HP determined that inventory holding in any part of the supply chain was squeezing its profit as it impacts the final sales volume and value. There was a lack of definite performance measurement system that would assist stakeholders across the supply chain in decision making. This resulted in the set up of an internal consulting team, the Strategic Planning and Modelling Group (SPaM) to assist in determining the quantitative approach to improve the supply chain function. HP management introduced the IDC metric (Slagmulder & Wassenhove 2004).

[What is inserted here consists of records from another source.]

//! Title / link / image recovery from a single candidate block

use url::Url;

use super::markup::MarkupNode;
use super::text::{clean_text, normalize_text};

/// Navigation texts that are never product titles, stored normalized
const DENIED_TITLES: &[&str] = &[
    "ir para o conteudo principal",
    "ir para o conteudo",
    "pular para o conteudo",
    "skip to main content",
    "skip to content",
];

/// A markup fragment believed to hold exactly one offer, plus the anchor the
/// offer links to when the locator already knows it.
#[derive(Debug, Clone, Copy)]
pub struct Block<N> {
    pub node: N,
    pub link: Option<N>,
}

#[derive(Debug, Clone, Default, PartialEq)]
pub struct ExtractedFields {
    pub title: Option<String>,
    pub link: Option<String>,
    pub image: Option<String>,
}

/// An href that points somewhere other than the current page
pub fn is_usable_href(href: &str) -> bool {
    let href = href.trim();
    let lower = href.to_lowercase();

    !href.is_empty()
        && !href.starts_with('#')
        && !lower.ends_with("#main-content")
        && !lower.starts_with("javascript:")
        && !lower.starts_with("mailto:")
}

fn matches_markers(href: &str, markers: &[String]) -> bool {
    markers.is_empty() || markers.iter().any(|m| href.contains(m.as_str()))
}

fn is_link<N: MarkupNode>(node: &N, markers: &[String]) -> bool {
    node.tag() == "a"
        && node
            .attr("href")
            .is_some_and(|href| is_usable_href(href) && matches_markers(href, markers))
}

/// First outbound anchor of the block: the block itself if it is one,
/// otherwise its first qualifying descendant.
pub fn find_link<N: MarkupNode>(node: N, markers: &[String]) -> Option<N> {
    if is_link(&node, markers) {
        return Some(node);
    }

    node.descendants_by_tag(&["a"])
        .into_iter()
        .find(|a| is_link(a, markers))
}

/// Resolve `href` against `base`, keeping only http(s) results
pub fn resolve_url(base: &Url, href: &str) -> Option<String> {
    let resolved = base.join(href.trim()).ok()?;
    match resolved.scheme() {
        "http" | "https" => Some(resolved.to_string()),
        _ => None,
    }
}

fn is_denied_title(title: &str) -> bool {
    let plain = normalize_text(title);
    DENIED_TITLES.iter().any(|denied| plain == *denied)
}

fn accept_title(raw: Option<&str>) -> Option<String> {
    raw.and_then(clean_text).filter(|t| !is_denied_title(t))
}

fn first_attr<N: MarkupNode>(node: &N, names: &[&str]) -> Option<String> {
    names.iter().find_map(|name| accept_title(node.attr(name)))
}

fn image_source<N: MarkupNode>(img: &N) -> Option<&str> {
    let src = img
        .attr("src")
        .map(str::trim)
        .filter(|s| !s.is_empty() && !s.starts_with("data:"));

    src.or_else(|| img.attr("data-src").map(str::trim).filter(|s| !s.is_empty()))
}

/// Recover title, link and image with an ordered fallback chain:
/// link attributes and text, image alt inside the link, block attributes,
/// first heading, first text line of the block.
pub fn extract_fields<N: MarkupNode>(block: &Block<N>, base: &Url) -> ExtractedFields {
    let anchor = block.link;
    let anchor_img = anchor.and_then(|a| a.first_descendant(&["img"]));

    let title = anchor
        .and_then(|a| {
            first_attr(&a, &["title", "aria-label", "data-title"])
                .or_else(|| accept_title(Some(a.flat_text().as_str())))
        })
        .or_else(|| anchor_img.and_then(|img| accept_title(img.attr("alt"))))
        .or_else(|| first_attr(&block.node, &["data-title", "data-name", "aria-label", "title"]))
        .or_else(|| {
            block
                .node
                .first_descendant(&["h2", "h3", "h4"])
                .and_then(|h| accept_title(Some(h.flat_text().as_str())))
        })
        .or_else(|| {
            block
                .node
                .text_lines()
                .first()
                .and_then(|line| accept_title(Some(line.as_str())))
        });

    let link = anchor
        .as_ref()
        .and_then(|a| a.attr("href"))
        .and_then(|href| resolve_url(base, href));

    let image = anchor_img
        .as_ref()
        .and_then(image_source)
        .and_then(|src| resolve_url(base, src));

    ExtractedFields { title, link, image }
}

#[cfg(test)]
mod tests {
    use super::*;
    use crate::scrapers::markup::elements_by_tag;
    use scraper::Html;

    fn base() -> Url {
        Url::parse("https://www.kabum.com.br/ofertas/ofertaskabum").unwrap()
    }

    fn extract_first_div(html: &str) -> ExtractedFields {
        let document = Html::parse_document(html);
        let node = elements_by_tag(&document, "div")[0];
        let block = Block { node, link: find_link(node, &[]) };
        extract_fields(&block, &base())
    }

    #[test]
    fn test_link_attributes_win() {
        let fields = extract_first_div(
            r#"<div><a href="/produto/1" title="SSD Kingston 1TB"><img src="/img/1.jpg" alt="alt text"></a>
               <h3>Heading</h3></div>"#,
        );
        assert_eq!(fields.title.as_deref(), Some("SSD Kingston 1TB"));
        assert_eq!(fields.link.as_deref(), Some("https://www.kabum.com.br/produto/1"));
        assert_eq!(fields.image.as_deref(), Some("https://www.kabum.com.br/img/1.jpg"));
    }

    #[test]
    fn test_image_alt_then_heading_fallbacks() {
        let fields = extract_first_div(
            r#"<div><a href="/p/2"><img src="data:image/gif;base64,AAA" data-src="https://cdn.x/2.webp" alt="Mouse Gamer"></a></div>"#,
        );
        assert_eq!(fields.title.as_deref(), Some("Mouse Gamer"));
        assert_eq!(fields.image.as_deref(), Some("https://cdn.x/2.webp"));

        let fields = extract_first_div(
            r#"<div><a href="/p/3"><img src="/i.png"></a><h4> Teclado&nbsp;Mecânico </h4></div>"#,
        );
        assert_eq!(fields.title.as_deref(), Some("Teclado Mecânico"));
    }

    #[test]
    fn test_block_attributes_and_first_line() {
        let fields = extract_first_div(
            r#"<div data-name="Fonte 650W"><a href="/p/4"></a></div>"#,
        );
        assert_eq!(fields.title.as_deref(), Some("Fonte 650W"));

        let fields = extract_first_div(
            r#"<div><span>Cooler Box</span><span>R$ 50,00</span><a href="/p/5"> </a></div>"#,
        );
        assert_eq!(fields.title.as_deref(), Some("Cooler Box"));
    }

    #[test]
    fn test_skip_links_are_not_titles() {
        let fields = extract_first_div(
            r##"<div><a href="#main">Ir para o conteúdo principal</a><a href="/p/6">Ir para o conteúdo principal</a><h2>Monitor 27</h2></div>"##,
        );
        assert_eq!(fields.title.as_deref(), Some("Monitor 27"));
        assert_eq!(fields.link.as_deref(), Some("https://www.kabum.com.br/p/6"));
    }

    #[test]
    fn test_missing_link() {
        let fields = extract_first_div(r##"<div><a href="#top">Topo</a><p>R$ 10,00</p></div>"##);
        assert_eq!(fields.link, None);
        assert_eq!(fields.image, None);
    }

    #[test]
    fn test_usable_href() {
        assert!(is_usable_href("/produto/1"));
        assert!(is_usable_href("https://x.com/a#frag"));
        assert!(!is_usable_href("  "));
        assert!(!is_usable_href("#"));
        assert!(!is_usable_href("/page#main-content"));
        assert!(!is_usable_href("javascript:void(0)"));
    }
}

Initially, HP implemented IDC in its Mobile Computing Division (MCD) which posted losses despite increased sales. Within a year of implementation, MCD achieved break-even in 1998 and earned a profit in 1999. Motivated through this success, HP rolled out IDC to its other product groups across the organisation. IDC was first introduced by top management at the product group level and then cascaded down to the line management. As the performance evaluation of managers was based profits, IDC was included in the income statement as a separate item. This ensured that IDC reporting was visible to the management team and that all business functions had a clear understanding of the metric. This implementation was the combined effort of the finance and operations team wherein the finance team was responsible for establishing the IDC metric and putting the monthly reporting structure in place, while operations were in charge of driving concrete actions for improvement. The finance team set targets by IDC line item for each region and product line, based on future planned projects and market conditions and after management negotiation (Slagmulder & Wassenhove 2004, p. 69). The management team scrutinised the impact of various elements of IDC to arrive at managerial tradeoffs. The performance of IDC was further improved through the implementation of several projects such as Build-to-Order, Channel Replenishment and Supplier-Managed Inventory.